**Stored data entries:**

########

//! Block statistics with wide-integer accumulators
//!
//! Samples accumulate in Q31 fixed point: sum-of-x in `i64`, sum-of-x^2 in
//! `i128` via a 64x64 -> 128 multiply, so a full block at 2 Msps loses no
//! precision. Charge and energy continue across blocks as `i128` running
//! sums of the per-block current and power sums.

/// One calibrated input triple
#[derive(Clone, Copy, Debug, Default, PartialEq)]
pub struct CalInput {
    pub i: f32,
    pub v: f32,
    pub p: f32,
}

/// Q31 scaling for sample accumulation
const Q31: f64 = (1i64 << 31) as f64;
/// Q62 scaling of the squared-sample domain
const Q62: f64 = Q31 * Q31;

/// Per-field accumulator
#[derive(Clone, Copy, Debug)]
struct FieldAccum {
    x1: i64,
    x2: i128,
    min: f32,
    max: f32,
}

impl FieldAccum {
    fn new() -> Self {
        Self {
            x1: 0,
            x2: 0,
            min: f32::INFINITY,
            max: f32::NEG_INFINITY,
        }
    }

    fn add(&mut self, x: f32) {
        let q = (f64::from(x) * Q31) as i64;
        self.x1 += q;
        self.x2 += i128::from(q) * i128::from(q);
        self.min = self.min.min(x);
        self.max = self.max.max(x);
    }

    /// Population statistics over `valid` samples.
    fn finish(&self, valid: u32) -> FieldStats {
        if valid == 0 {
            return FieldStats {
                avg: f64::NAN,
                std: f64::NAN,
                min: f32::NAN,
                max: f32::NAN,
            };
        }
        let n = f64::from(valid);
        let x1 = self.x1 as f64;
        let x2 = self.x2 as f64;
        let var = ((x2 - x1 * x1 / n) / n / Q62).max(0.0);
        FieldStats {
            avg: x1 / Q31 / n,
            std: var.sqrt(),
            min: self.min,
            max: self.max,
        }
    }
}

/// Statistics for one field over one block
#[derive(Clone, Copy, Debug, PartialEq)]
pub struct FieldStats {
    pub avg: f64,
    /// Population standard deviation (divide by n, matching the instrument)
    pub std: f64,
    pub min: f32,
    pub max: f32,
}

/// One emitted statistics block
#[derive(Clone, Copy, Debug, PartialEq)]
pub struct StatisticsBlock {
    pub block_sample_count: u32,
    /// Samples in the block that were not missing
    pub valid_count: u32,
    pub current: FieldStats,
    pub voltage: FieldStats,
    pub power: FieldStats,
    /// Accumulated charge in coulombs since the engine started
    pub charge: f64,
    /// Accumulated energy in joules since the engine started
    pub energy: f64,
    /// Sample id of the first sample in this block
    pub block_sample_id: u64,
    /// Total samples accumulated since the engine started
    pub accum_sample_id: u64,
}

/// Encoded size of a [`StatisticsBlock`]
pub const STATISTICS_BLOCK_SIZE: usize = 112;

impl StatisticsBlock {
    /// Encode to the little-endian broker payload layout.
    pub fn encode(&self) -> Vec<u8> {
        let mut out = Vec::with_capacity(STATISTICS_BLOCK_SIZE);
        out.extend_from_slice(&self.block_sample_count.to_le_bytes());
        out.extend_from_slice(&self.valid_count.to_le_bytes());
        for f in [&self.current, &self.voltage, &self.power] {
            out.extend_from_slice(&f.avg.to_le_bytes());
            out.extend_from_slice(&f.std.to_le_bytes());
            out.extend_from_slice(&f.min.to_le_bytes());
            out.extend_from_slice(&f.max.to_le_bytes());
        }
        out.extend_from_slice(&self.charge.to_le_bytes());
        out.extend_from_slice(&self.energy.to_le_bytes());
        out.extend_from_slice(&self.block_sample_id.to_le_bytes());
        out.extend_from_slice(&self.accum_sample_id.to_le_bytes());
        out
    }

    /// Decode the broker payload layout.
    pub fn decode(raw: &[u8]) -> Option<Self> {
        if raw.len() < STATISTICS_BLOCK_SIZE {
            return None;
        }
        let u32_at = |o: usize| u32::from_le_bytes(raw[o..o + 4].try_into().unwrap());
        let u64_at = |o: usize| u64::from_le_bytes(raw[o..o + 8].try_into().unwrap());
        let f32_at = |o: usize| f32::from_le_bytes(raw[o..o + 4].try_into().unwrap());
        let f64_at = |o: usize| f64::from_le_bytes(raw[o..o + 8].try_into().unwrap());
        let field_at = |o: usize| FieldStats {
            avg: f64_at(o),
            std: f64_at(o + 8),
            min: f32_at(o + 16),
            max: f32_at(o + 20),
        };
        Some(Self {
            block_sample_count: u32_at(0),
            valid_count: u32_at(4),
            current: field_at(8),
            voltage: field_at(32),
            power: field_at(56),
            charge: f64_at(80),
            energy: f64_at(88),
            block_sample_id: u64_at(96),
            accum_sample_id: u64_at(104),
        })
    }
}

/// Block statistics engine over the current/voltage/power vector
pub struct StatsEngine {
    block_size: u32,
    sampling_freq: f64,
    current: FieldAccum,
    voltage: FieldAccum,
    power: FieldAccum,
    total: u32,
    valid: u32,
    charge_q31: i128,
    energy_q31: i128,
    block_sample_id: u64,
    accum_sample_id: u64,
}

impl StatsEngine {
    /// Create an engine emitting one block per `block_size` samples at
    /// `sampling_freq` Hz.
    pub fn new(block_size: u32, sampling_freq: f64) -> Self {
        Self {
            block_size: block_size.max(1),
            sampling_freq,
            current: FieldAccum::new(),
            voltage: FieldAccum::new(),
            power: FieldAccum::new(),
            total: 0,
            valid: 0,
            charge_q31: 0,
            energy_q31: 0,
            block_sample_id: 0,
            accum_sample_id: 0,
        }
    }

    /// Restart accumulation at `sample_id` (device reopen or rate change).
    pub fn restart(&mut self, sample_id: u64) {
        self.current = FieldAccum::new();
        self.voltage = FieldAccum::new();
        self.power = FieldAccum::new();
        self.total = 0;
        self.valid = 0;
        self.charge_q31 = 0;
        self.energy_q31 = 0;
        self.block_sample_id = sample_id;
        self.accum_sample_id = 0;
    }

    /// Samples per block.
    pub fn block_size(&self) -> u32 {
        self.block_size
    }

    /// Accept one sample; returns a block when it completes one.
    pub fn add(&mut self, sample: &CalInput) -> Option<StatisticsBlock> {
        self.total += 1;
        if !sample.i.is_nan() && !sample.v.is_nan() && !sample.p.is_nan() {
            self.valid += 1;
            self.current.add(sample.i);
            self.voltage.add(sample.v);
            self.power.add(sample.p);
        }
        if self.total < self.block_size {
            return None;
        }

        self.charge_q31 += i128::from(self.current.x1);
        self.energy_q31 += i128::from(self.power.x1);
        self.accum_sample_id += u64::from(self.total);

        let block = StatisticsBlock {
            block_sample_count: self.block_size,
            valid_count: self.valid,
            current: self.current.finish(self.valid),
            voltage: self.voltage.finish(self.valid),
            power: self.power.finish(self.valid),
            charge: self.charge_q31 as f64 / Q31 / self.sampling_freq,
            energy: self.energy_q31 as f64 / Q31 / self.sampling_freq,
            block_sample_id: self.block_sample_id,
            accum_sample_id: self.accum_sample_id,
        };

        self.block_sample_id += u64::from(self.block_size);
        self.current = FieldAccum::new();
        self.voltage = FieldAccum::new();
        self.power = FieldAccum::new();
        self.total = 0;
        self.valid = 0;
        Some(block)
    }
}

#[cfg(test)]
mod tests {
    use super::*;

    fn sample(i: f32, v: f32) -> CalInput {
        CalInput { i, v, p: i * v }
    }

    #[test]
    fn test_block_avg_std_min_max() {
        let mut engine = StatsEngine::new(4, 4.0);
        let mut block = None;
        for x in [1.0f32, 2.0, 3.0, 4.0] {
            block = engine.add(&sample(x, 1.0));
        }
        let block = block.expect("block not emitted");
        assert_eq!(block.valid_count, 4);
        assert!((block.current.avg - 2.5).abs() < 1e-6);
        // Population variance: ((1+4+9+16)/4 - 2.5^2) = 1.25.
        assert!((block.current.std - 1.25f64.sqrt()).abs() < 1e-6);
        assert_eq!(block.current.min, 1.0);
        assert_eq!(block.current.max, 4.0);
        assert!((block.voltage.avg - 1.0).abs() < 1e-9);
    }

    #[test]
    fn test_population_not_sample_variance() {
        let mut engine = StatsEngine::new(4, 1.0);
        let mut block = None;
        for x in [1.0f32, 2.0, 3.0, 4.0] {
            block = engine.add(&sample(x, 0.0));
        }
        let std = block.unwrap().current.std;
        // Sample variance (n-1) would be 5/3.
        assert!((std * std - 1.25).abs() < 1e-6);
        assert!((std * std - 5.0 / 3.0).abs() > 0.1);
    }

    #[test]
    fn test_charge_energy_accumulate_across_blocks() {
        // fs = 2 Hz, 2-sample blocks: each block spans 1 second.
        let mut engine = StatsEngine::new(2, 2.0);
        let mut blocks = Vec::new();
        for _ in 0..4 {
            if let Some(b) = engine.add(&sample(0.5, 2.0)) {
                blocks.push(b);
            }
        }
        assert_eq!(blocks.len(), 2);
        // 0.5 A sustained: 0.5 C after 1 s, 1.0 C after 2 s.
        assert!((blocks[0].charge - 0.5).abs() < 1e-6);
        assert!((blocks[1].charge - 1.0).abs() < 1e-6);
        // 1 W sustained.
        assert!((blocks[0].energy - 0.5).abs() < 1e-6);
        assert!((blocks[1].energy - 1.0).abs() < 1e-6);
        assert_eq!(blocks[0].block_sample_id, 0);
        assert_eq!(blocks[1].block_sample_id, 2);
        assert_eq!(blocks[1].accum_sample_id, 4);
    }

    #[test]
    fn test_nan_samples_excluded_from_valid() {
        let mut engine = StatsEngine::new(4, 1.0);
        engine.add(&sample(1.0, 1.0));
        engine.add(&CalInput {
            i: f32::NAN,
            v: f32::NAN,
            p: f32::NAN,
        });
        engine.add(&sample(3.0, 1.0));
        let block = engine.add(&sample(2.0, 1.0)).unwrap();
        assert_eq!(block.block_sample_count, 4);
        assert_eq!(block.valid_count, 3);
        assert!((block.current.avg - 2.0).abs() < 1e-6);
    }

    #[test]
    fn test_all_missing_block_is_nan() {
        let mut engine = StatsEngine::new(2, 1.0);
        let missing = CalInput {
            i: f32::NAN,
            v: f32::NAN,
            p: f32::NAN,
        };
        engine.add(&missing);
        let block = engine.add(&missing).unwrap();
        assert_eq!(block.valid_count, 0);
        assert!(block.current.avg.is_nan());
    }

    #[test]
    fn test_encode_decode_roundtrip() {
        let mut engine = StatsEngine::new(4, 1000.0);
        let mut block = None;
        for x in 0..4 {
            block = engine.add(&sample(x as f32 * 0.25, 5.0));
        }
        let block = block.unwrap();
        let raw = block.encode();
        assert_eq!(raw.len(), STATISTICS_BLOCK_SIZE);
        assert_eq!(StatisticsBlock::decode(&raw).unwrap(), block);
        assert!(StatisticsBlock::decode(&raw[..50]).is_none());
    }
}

########

**Task statement:** Would you retype the lines above from the one with "for _ in 0..4" down to the one with "assert!((blocks[0].energy - 0.5).abs()", word for word, both ends included and no other lines?

**Answer box:**
        for _ in 0..4 {
            if let Some(b) = engine.add(&sample(0.5, 2.0)) {
                blocks.push(b);
            }
        }
        assert_eq!(blocks.len(), 2);
        // 0.5 A sustained: 0.5 C after 1 s, 1.0 C after 2 s.
        assert!((blocks[0].charge - 0.5).abs() < 1e-6);
        assert!((blocks[1].charge - 1.0).abs() < 1e-6);
        // 1 W sustained.
        assert!((blocks[0].energy - 0.5).abs() < 1e-6);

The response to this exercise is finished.